Those Wall Street boys are loads of fun. Their irresponsible lending practices fueled the housing bubble, the collapse of which has given us the worst economic disaster in 70 years. The collapse also would have sunk the banks themselves, had they not used their political power to hustle enough taxpayer dollars to see them through the bad times.
As soon as they got back on their feet they shifted their focus from securing bailout bucks to stifling financial reform. They sent an army of lobbyists to Congress to remove or weaken any measures that could limit their profits. This army was largely successful. For example, the Brown-Kaufman amendment, which would have broken up too-big-to-fail banks that rely on implicit guarantees of taxpayer bailouts, was laughed out off town.
Nonetheless, there were some aspects of the final bill that will curtail abuses and reduce bank profits. One of these provisions was a restriction on debit card fees.
The banks currently make huge profits on debit cards. The profit comes through two routes. First, it is common for the banks to charge fees that can be as high as 2.0 percent on debit card transactions. These fees are far above the actual cost of a transaction, which is typically in the range of 0.1 percent.
Retailers pay these fees because few stores want to risk the loss of business that would result from not accepting Visa or MasterCard, the two dominant issuers of credit and debit cards. They pass these fees on in the price of their products, effectively making their cash customers subsidize the use of credit and debit cards.

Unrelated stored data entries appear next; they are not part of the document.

//! NetSentinel HTTP Server
//!
//! Main entry point for the safe-search API server.

use std::{path::PathBuf, sync::Arc, time::Duration};

use anyhow::Context;
use application::{
    HealthService, HistoryPort, ImageProcessingPort, MediaFetchPort, MediaProxyService,
    ModerationGate, NudityDetectorPort, SearchProviderPort, SearchService, SettingsPort,
};
use axum::http::{HeaderValue, Method};
use clap::Parser;
use infrastructure::{
    AppConfig, CensorImageProcessor, ConfigSettingsStore, HttpMediaFetcher, InMemoryHistoryStore,
    LazyNudityDetector, WebSearchAdapter, init_telemetry,
};
use presentation_http::{
    ReloadableConfig, error::set_expose_internal_errors, routes, spawn_config_reload_handler,
    state::AppState,
};
use tokio::{net::TcpListener, signal, sync::oneshot};
use tower_http::{
    cors::{Any, CorsLayer},
    limit::RequestBodyLimitLayer,
    trace::TraceLayer,
};
use tracing::{info, warn};

/// Safe-search mediation server
#[derive(Debug, Parser)]
#[command(name = "netsentinel-server", version, about)]
struct Cli {
    /// Configuration file (default: ./config.* when present)
    #[arg(short, long, env = "NETSENTINEL_CONFIG_FILE")]
    config: Option<PathBuf>,
}

#[tokio::main]
async fn main() -> anyhow::Result<()> {
    let cli = Cli::parse();

    let config = AppConfig::load_validated(cli.config.as_deref())
        .context("Failed to load configuration")?;
    init_telemetry(&config.telemetry())?;
    set_expose_internal_errors(!config.is_production());

    info!(
        version = env!("CARGO_PKG_VERSION"),
        environment = %config.environment,
        provider = %config.search.provider,
        detector = %config.moderation.vision.backend,
        default_mode = %config.safe_search.default_mode,
        "NetSentinel starting"
    );

    let settings = Arc::new(ConfigSettingsStore::from_config(&config.safe_search));
    let reloadable = spawn_config_reload_handler(
        ReloadableConfig::new(config.clone(), Arc::clone(&settings)).with_path(cli.config.clone()),
    );
    let state = build_state(&config, settings, reloadable)?;

    let app = routes::create_router(state)
        .layer(RequestBodyLimitLayer::new(
            config.server.max_body_size_json_bytes,
        ))
        .layer(cors_layer(&config))
        .layer(TraceLayer::new_for_http());

    let addr = config.server.bind_address();
    let listener = TcpListener::bind(&addr)
        .await
        .with_context(|| format!("Failed to bind {addr}"))?;
    info!(address = %addr, "Server listening");

    let (shutdown_tx, shutdown_rx) = oneshot::channel::<()>();
    let mut server = tokio::spawn(async move {
        axum::serve(listener, app)
            .with_graceful_shutdown(async {
                shutdown_rx.await.ok();
            })
            .await
    });

    tokio::select! {
        result = &mut server => {
            result??;
            return Ok(());
        }
        () = shutdown_signal() => {}
    }

    let shutdown_timeout = Duration::from_secs(config.server.shutdown_timeout_secs.unwrap_or(30));
    info!(timeout = ?shutdown_timeout, "Draining connections");
    shutdown_tx.send(()).ok();

    match tokio::time::timeout(shutdown_timeout, &mut server).await {
        Ok(result) => result??,
        Err(_) => warn!("Connections still open after shutdown timeout, exiting"),
    }

    info!("Server shutdown complete");
    Ok(())
}

/// Wire adapters into services
fn build_state(
    config: &AppConfig,
    settings: Arc<ConfigSettingsStore>,
    reloadable: ReloadableConfig,
) -> anyhow::Result<AppState> {
    let provider: Arc<dyn SearchProviderPort> = Arc::new(
        WebSearchAdapter::new(config.search.clone())
            .context("Failed to initialize search provider")?,
    );
    let history: Arc<dyn HistoryPort> = Arc::new(InMemoryHistoryStore::new());
    let detector: Arc<dyn NudityDetectorPort> =
        Arc::new(LazyNudityDetector::new(config.moderation.vision.clone()));
    let processor: Arc<dyn ImageProcessingPort> =
        Arc::new(CensorImageProcessor::from_config(&config.moderation.vision));
    let fetcher: Arc<dyn MediaFetchPort> = Arc::new(
        HttpMediaFetcher::new(&config.media).context("Failed to initialize media fetcher")?,
    );
    let settings: Arc<dyn SettingsPort> = settings;

    let gate = Arc::new(ModerationGate::new(
        Arc::clone(&detector),
        Arc::clone(&processor),
        config.moderation.thresholds()?,
    ));

    Ok(AppState {
        search_service: Arc::new(SearchService::new(
            Arc::clone(&provider),
            Arc::clone(&settings),
            history,
        )),
        media_proxy: Arc::new(MediaProxyService::new(
            fetcher,
            settings,
            processor,
            gate,
        )),
        health_service: Arc::new(HealthService::new(provider, detector)),
        config: reloadable,
    })
}

/// CORS from `server.allowed_origins`
///
/// An empty list allows any origin in development and none in production.
fn cors_layer(config: &AppConfig) -> CorsLayer {
    let origins = &config.server.allowed_origins;
    if origins.is_empty() && !config.is_production() {
        return CorsLayer::new()
            .allow_origin(Any)
            .allow_methods(Any)
            .allow_headers(Any);
    }

    let origins: Vec<HeaderValue> = origins.iter().filter_map(|o| o.parse().ok()).collect();
    CorsLayer::new()
        .allow_origin(origins)
        .allow_methods([Method::GET, Method::POST])
        .allow_headers(Any)
}

/// Wait for SIGINT or SIGTERM
async fn shutdown_signal() {
    let ctrl_c = async {
        if let Err(e) = signal::ctrl_c().await {
            tracing::error!(error = %e, "Failed to install Ctrl+C handler");
            std::future::pending::<()>().await;
        }
    };

    #[cfg(unix)]
    let terminate = async {
        match signal::unix::signal(signal::unix::SignalKind::terminate()) {
            Ok(mut signal) => {
                signal.recv().await;
            },
            Err(e) => {
                tracing::error!(error = %e, "Failed to install SIGTERM handler");
                std::future::pending::<()>().await;
            },
        }
    };

    #[cfg(not(unix))]
    let terminate = std::future::pending::<()>();

    tokio::select! {
        () = ctrl_c => info!("Received Ctrl+C, initiating graceful shutdown"),
        () = terminate => info!("Received SIGTERM, initiating graceful shutdown"),
    }
}
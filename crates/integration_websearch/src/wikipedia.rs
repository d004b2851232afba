//! Wikipedia search API client
//!
//! Uses the MediaWiki `list=search` API. Results are text-only: no
//! thumbnails are requested, so no preview is ever produced.

use std::time::{Duration, Instant};

use async_trait::async_trait;
use domain::RawResult;
use reqwest::Client;
use serde::Deserialize;
use tracing::{debug, instrument};

use crate::{
    config::WebSearchConfig,
    error::WebSearchError,
    models::{NormalizeContext, ProviderHit, WikipediaHit},
    provider::SearchProvider,
};

/// Upper bound the MediaWiki API accepts for `srlimit`
const MAX_SRLIMIT: usize = 500;

#[derive(Debug, Deserialize)]
struct ApiResponse {
    #[serde(default)]
    query: Option<QueryBlock>,
}

#[derive(Debug, Deserialize)]
struct QueryBlock {
    #[serde(default)]
    search: Vec<WikipediaHit>,
}

/// Wikipedia API client
#[derive(Debug)]
pub struct WikipediaClient {
    client: Client,
    base_url: String,
    timeout_secs: u64,
    ctx: NormalizeContext,
}

impl WikipediaClient {
    /// Create a new Wikipedia client
    ///
    /// # Errors
    ///
    /// Returns an error if the HTTP client cannot be created.
    pub fn new(config: &WebSearchConfig) -> Result<Self, WebSearchError> {
        let client = Client::builder()
            .timeout(Duration::from_secs(config.timeout_secs))
            .user_agent(&config.user_agent)
            .build()
            .map_err(|e| WebSearchError::ConfigurationError(e.to_string()))?;

        Ok(Self {
            client,
            base_url: config.wikipedia_base_url.trim_end_matches('/').to_string(),
            timeout_secs: config.timeout_secs,
            ctx: NormalizeContext {
                proxy_path: config.proxy_path.clone(),
                wikipedia_article_base: config.wikipedia_article_base.clone(),
            },
        })
    }

    fn endpoint(&self) -> String {
        format!("{}/w/api.php", self.base_url)
    }
}

#[async_trait]
impl SearchProvider for WikipediaClient {
    #[instrument(skip(self, query), fields(provider = "wikipedia", query_len = query.len()))]
    async fn search(&self, query: &str, limit: usize) -> Result<Vec<RawResult>, WebSearchError> {
        let query = query.trim();
        if query.is_empty() {
            return Err(WebSearchError::InvalidQuery(
                "Search query cannot be empty".to_string(),
            ));
        }

        let srlimit = limit.clamp(1, MAX_SRLIMIT).to_string();
        let start = Instant::now();

        let response = self
            .client
            .get(self.endpoint())
            .query(&[
                ("action", "query"),
                ("list", "search"),
                ("srsearch", query),
                ("format", "json"),
                ("utf8", "1"),
                ("srlimit", srlimit.as_str()),
            ])
            .send()
            .await
            .map_err(|e| WebSearchError::from_reqwest(&e, self.timeout_secs))?;

        let status = response.status();
        debug!(status = %status, "Received Wikipedia response");

        if !status.is_success() {
            let body = response.text().await.unwrap_or_default();
            return Err(WebSearchError::http_status(status.as_u16(), body));
        }

        let body = response
            .bytes()
            .await
            .map_err(|e| WebSearchError::from_reqwest(&e, self.timeout_secs))?;
        let api: ApiResponse = serde_json::from_slice(&body)
            .map_err(|e| WebSearchError::ParseError(e.to_string()))?;

        let results: Vec<RawResult> = api
            .query
            .map(|q| q.search)
            .unwrap_or_default()
            .into_iter()
            .take(limit)
            .map(|hit| ProviderHit::Wikipedia(hit).normalize(&self.ctx))
            .collect();

        debug!(
            results = results.len(),
            time_ms = start.elapsed().as_millis(),
            "Wikipedia search completed"
        );

        Ok(results)
    }

    fn provider_name(&self) -> &'static str {
        "wikipedia"
    }
}
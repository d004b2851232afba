//! Semantic result type and the classifier that derives it

use serde::{Deserialize, Serialize};
use std::fmt;
use url::Url;

const IMAGE_EXTENSIONS: &[&str] = &[
    "jpg", "jpeg", "png", "gif", "webp", "bmp", "svg", "avif", "tif", "tiff", "ico",
];

const VIDEO_EXTENSIONS: &[&str] = &["mp4", "webm", "mov", "avi", "mkv", "m4v", "ogv", "flv"];

const VIDEO_HOSTS: &[&str] = &[
    "youtube.com",
    "youtu.be",
    "vimeo.com",
    "dailymotion.com",
    "twitch.tv",
    "tiktok.com",
];

/// What kind of content a search result points at
#[derive(Debug, Clone, Copy, PartialEq, Eq, Hash, Serialize, Deserialize)]
#[serde(rename_all = "lowercase")]
pub enum ResultType {
    Image,
    Video,
    Link,
    Text,
}

impl ResultType {
    /// Classify a result from its target URL and optional preview
    ///
    /// A non-empty preview always wins: a result that carries a thumbnail is
    /// image content regardless of where it links to. Otherwise the URL path
    /// extension and host decide. The function is total.
    #[must_use]
    pub fn classify(url: &str, preview_url: Option<&str>) -> Self {
        if preview_url.is_some_and(|p| !p.trim().is_empty()) {
            return Self::Image;
        }

        let url = url.trim();
        if url.is_empty() {
            return Self::Text;
        }

        let Ok(parsed) = Url::parse(url) else {
            return Self::Link;
        };

        match extension_of(parsed.path()) {
            Some(ext) if IMAGE_EXTENSIONS.contains(&ext.as_str()) => return Self::Image,
            Some(ext) if VIDEO_EXTENSIONS.contains(&ext.as_str()) => return Self::Video,
            _ => {},
        }

        if parsed.host_str().is_some_and(is_video_host) {
            return Self::Video;
        }

        Self::Link
    }

    /// Lowercase wire name
    #[must_use]
    pub const fn as_str(&self) -> &'static str {
        match self {
            Self::Image => "image",
            Self::Video => "video",
            Self::Link => "link",
            Self::Text => "text",
        }
    }
}

impl fmt::Display for ResultType {
    fn fmt(&self, f: &mut fmt::Formatter<'_>) -> fmt::Result {
        f.write_str(self.as_str())
    }
}

fn extension_of(path: &str) -> Option<String> {
    let segment = path.rsplit('/').next()?;
    let (stem, ext) = segment.rsplit_once('.')?;
    if stem.is_empty() || ext.is_empty() {
        return None;
    }
    Some(ext.to_ascii_lowercase())
}

fn is_video_host(host: &str) -> bool {
    let host = host.to_ascii_lowercase();
    VIDEO_HOSTS
        .iter()
        .any(|v| host == *v || host.ends_with(&format!(".{v}")))
}

#[cfg(test)]
mod tests {
    use super::*;

    #[test]
    fn preview_forces_image() {
        assert_eq!(
            ResultType::classify(
                "https://en.wikipedia.org/wiki/Cat",
                Some("/media/proxy?url=x")
            ),
            ResultType::Image
        );
    }

    #[test]
    fn blank_preview_is_ignored() {
        assert_eq!(
            ResultType::classify("https://example.com/page", Some("  ")),
            ResultType::Link
        );
    }

    #[test]
    fn image_extension() {
        assert_eq!(
            ResultType::classify("https://example.com/photos/cat.JPG", None),
            ResultType::Image
        );
        assert_eq!(
            ResultType::classify("https://example.com/a.webp?size=large", None),
            ResultType::Image
        );
    }

    #[test]
    fn video_extension_and_host() {
        assert_eq!(
            ResultType::classify("https://cdn.example.com/clip.mp4", None),
            ResultType::Video
        );
        assert_eq!(
            ResultType::classify("https://www.youtube.com/watch?v=abc", None),
            ResultType::Video
        );
        assert_eq!(
            ResultType::classify("https://youtu.be/abc", None),
            ResultType::Video
        );
    }

    #[test]
    fn lookalike_host_is_not_video() {
        assert_eq!(
            ResultType::classify("https://notyoutube.com/watch", None),
            ResultType::Link
        );
    }

    #[test]
    fn plain_page_is_link() {
        assert_eq!(
            ResultType::classify("https://en.wikipedia.org/wiki/Rust_(programming_language)", None),
            ResultType::Link
        );
    }

    #[test]
    fn empty_url_is_text() {
        assert_eq!(ResultType::classify("", None), ResultType::Text);
        assert_eq!(ResultType::classify("   ", None), ResultType::Text);
    }

    #[test]
    fn unparseable_url_is_link() {
        assert_eq!(ResultType::classify("not a url", None), ResultType::Link);
    }

    #[test]
    fn dotfile_has_no_extension() {
        assert_eq!(
            ResultType::classify("https://example.com/.png", None),
            ResultType::Link
        );
    }

    #[test]
    fn serialization() {
        assert_eq!(serde_json::to_string(&ResultType::Video).unwrap(), "\"video\"");
    }
}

The other channel through which banks make excessive profits on debit cards is with overdraft charges. They typically charge overdraft fees that can be several times as large as a transaction. If customers are in the habit of using a debit card for purchases, and don’t realize that they are overdrawn, they can run up fees of $30 or $40 by buying a few cups of coffee or similarly small purchases.
The financial reform bill will limit the banks’ ability to profit through these channels. It authorizes the Federal Reserve Board to limit debit card fees to a reasonable mark-up above their costs and it requires banks to notify customers of overdraft fees when they are making a purchase. Now customers can decide if they want to pay a $12 overdraft fee to buy a $2 cup of coffee.
This would seem to be a victory for consumers over the banks, but J.P. Morgan CEO Jamie Dimon was quick to say that it ain’t so, telling us that the banks will just raise their fees for other services:
ìIf you’re a restaurant and you can’t charge for the soda, you’re going to charge more for the burger. … Over time, it will all be repriced into the business.î
Actually, this is not typically true. If a particular restaurant charged high prices for its drinks in order to subsidize its burgers, then we would expect many customers to just buy the burgers and order water. The restaurant would only be able to get away with its burger subsidy strategy if it either did not offer the customer the choice of just getting the burger or if it had substantial monopoly pricing power.
Given the dominance of Visa and MasterCard in the credit and debit card industry, it is not surprising that they have monopoly pricing power. Still, it is nice to hear Mr. Dimon confirm this fact for any remaining doubters. This means that they should have been subject to antitrust action in the absence of the restrictions in the new law.
The ending of excessive fees for banks that are exploiting this monopoly power will mean some changes in the way they do business, but these are changes that are long overdue. It does not make sense to have people who are overdrawn in their accounts — typically people with lower incomes — subsidize the free checking of others.
If it is not profitable for the banks to offer free checking without being able to gouge people who make overdrafts, then they should charge for their checking. It is not good policy to have lower income people subsidize those who are better off. It was very nice of Jamie Dimon to acknowledge that this had been J.P. Morgan’s policy.